Même discours du côté du label des “Plus beaux villages de France” qui réunit aujourd’hui 155 villages. « Nous sommes un outil de développement local aux services des communes pour valoriser leurs atouts », explique Pascal Bernard, le délégué général. Un levier efficace à en juger par la popularité du label qui est connu par 97% des Français et la fréquentation touristique des villages labellisés, augmentant parfois de 50% à en croire l’association.
Du management et des conseils
Si Jean-Marie Plantard parle autant de la force de son label pour développer « une vraie attractivité touristique, résidentielle et économique », il donne aussi à “Villes et villages fleuries” une dimension managériale assez unique pour les 4 646 communes adhérentes. « Notre label permet aux services d’une municipalité de s’améliorer et de travailler avec d’autres entités, tout particulièrement dans les communes les mieux notées », explique-t-il en citant l’exemple de Versailles (Yvelines).

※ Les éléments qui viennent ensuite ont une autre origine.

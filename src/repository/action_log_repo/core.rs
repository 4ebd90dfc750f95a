use crate::domain::action_log::ActionLog;
use crate::repository::error::{RepositoryError, RepositoryResult};
use crate::repository::row_utils::fmt_ts;
use rusqlite::{params, Connection};
use std::sync::{Arc, Mutex};

// ==========================================
// ActionLogRepository - 操作日志仓储
// ==========================================
// 红线: Repository 不做业务逻辑,只做数据映射
pub struct ActionLogRepository {
    conn: Arc<Mutex<Connection>>,
}

impl ActionLogRepository {
    /// 创建新的操作日志仓储
    pub fn new(conn: Arc<Mutex<Connection>>) -> Self {
        Self { conn }
    }

    /// 获取数据库连接
    pub(super) fn get_conn(&self) -> RepositoryResult<std::sync::MutexGuard<Connection>> {
        self.conn
            .lock()
            .map_err(|e| RepositoryError::LockError(e.to_string()))
    }

    // ==========================================
    // 写入操作
    // ==========================================

    /// 插入操作日志
    ///
    /// # 返回
    /// - `Ok(action_id)`: 成功插入,返回action_id
    pub fn insert(&self, log: &ActionLog) -> RepositoryResult<String> {
        let conn = self.get_conn()?;
        Self::insert_tx(&conn, log)
    }

    /// 在调用方连接/事务内插入操作日志
    pub fn insert_tx(conn: &Connection, log: &ActionLog) -> RepositoryResult<String> {
        conn.execute(
            r#"
            INSERT INTO action_log (
                action_id, booking_id, action_type, action_ts, actor,
                payload_json, detail
            ) VALUES (?1, ?2, ?3, ?4, ?5, ?6, ?7)
            "#,
            params![
                log.action_id,
                log.booking_id,
                log.action_type.as_str(),
                fmt_ts(log.action_ts),
                log.actor,
                log.payload_json.as_ref().map(|v| v.to_string()),
                log.detail,
            ],
        )?;

        Ok(log.action_id.clone())
    }
}
// ==========================================
// 订舱履约核心 - 参考数据查询接口
// ==========================================
// 职责: 收款银行账户、附加费等外部主数据的只读查询
// 实现者: SqlReferenceLookup（使用 rusqlite）
// ==========================================

use crate::domain::reference::{BankAccount, Surcharge};
use crate::repository::error::RepositoryResult;
use crate::repository::row_utils::get_flag;
use rusqlite::{params, Connection, OptionalExtension};

// ==========================================
// ReferenceLookup Trait
// ==========================================
// 查询在调用方连接/事务内执行，保证与写入看到同一快照
pub trait ReferenceLookup: Send + Sync {
    /// 当前启用的默认收款账户（无则 None）
    fn default_active_bank_account(&self, conn: &Connection) -> RepositoryResult<Option<BankAccount>>;

    /// 按名称查询附加费（无则 None）
    fn surcharge_by_name(&self, conn: &Connection, name: &str) -> RepositoryResult<Option<Surcharge>>;
}

#[derive(Debug, Default, Clone, Copy)]
pub struct SqlReferenceLookup;

impl ReferenceLookup for SqlReferenceLookup {
    fn default_active_bank_account(&self, conn: &Connection) -> RepositoryResult<Option<BankAccount>> {
        let account = conn
            .query_row(
                r#"SELECT account_id, bank_name, account_no, currency, is_active, is_default
                   FROM bank_account
                   WHERE is_active = 1 AND is_default = 1
                   ORDER BY account_id
                   LIMIT 1"#,
                [],
                |row| {
                    Ok(BankAccount {
                        account_id: row.get(0)?,
                        bank_name: row.get(1)?,
                        account_no: row.get(2)?,
                        currency: row.get(3)?,
                        is_active: get_flag(row, 4)?,
                        is_default: get_flag(row, 5)?,
                    })
                },
            )
            .optional()?;
        Ok(account)
    }

    fn surcharge_by_name(&self, conn: &Connection, name: &str) -> RepositoryResult<Option<Surcharge>> {
        let surcharge = conn
            .query_row(
                "SELECT surcharge_id, name, amount_minor, currency FROM surcharge WHERE name = ?1",
                params![name],
                |row| {
                    Ok(Surcharge {
                        surcharge_id: row.get(0)?,
                        name: row.get(1)?,
                        amount_minor: row.get(2)?,
                        currency: row.get(3)?,
                    })
                },
            )
            .optional()?;
        Ok(surcharge)
    }
}

#[cfg(test)]
mod tests {
    use super::*;

    #[test]
    fn test_default_account_requires_active_and_default() {
        let conn = Connection::open_in_memory().unwrap();
        crate::db::ensure_schema(&conn).unwrap();
        let lookup = SqlReferenceLookup;

        conn.execute_batch(
            r#"
            INSERT INTO bank_account VALUES ('A1', 'DBS', '001', 'USD', 0, 1);
            INSERT INTO bank_account VALUES ('A2', 'OCBC', '002', 'USD', 1, 0);
            "#,
        )
        .unwrap();
        assert!(lookup.default_active_bank_account(&conn).unwrap().is_none());

        conn.execute("INSERT INTO bank_account VALUES ('A3', 'UOB', '003', 'USD', 1, 1)", [])
            .unwrap();
        let account = lookup.default_active_bank_account(&conn).unwrap().unwrap();
        assert_eq!(account.account_id, "A3");
    }

    #[test]
    fn test_surcharge_by_name() {
        let conn = Connection::open_in_memory().unwrap();
        crate::db::ensure_schema(&conn).unwrap();
        conn.execute(
            "INSERT INTO surcharge VALUES ('S1', 'CUSTOMS_FILING_FEE', 3500, 'USD')",
            [],
        )
        .unwrap();

        let lookup = SqlReferenceLookup;
        assert_eq!(
            lookup.surcharge_by_name(&conn, "CUSTOMS_FILING_FEE").unwrap().unwrap().amount_minor,
            3500
        );
        assert!(lookup.surcharge_by_name(&conn, "OTHER").unwrap().is_none());
    }
}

La ville, élève modèle du label, mobilise désormais les services de la voirie aux côtés des espaces verts avec une réflexion plus globale sur l’aménagement de son territoire. « Notre label offre également un outil d’analyse puissant pour permettre aux collectivités de se mettre en conformité avec la loi. L’objectif 0 phytosanitaire en 2017 nécessite de vrais conseils. Nous présentons aux communes des méthodes alternatives au tout-engrais », détaille-t-il.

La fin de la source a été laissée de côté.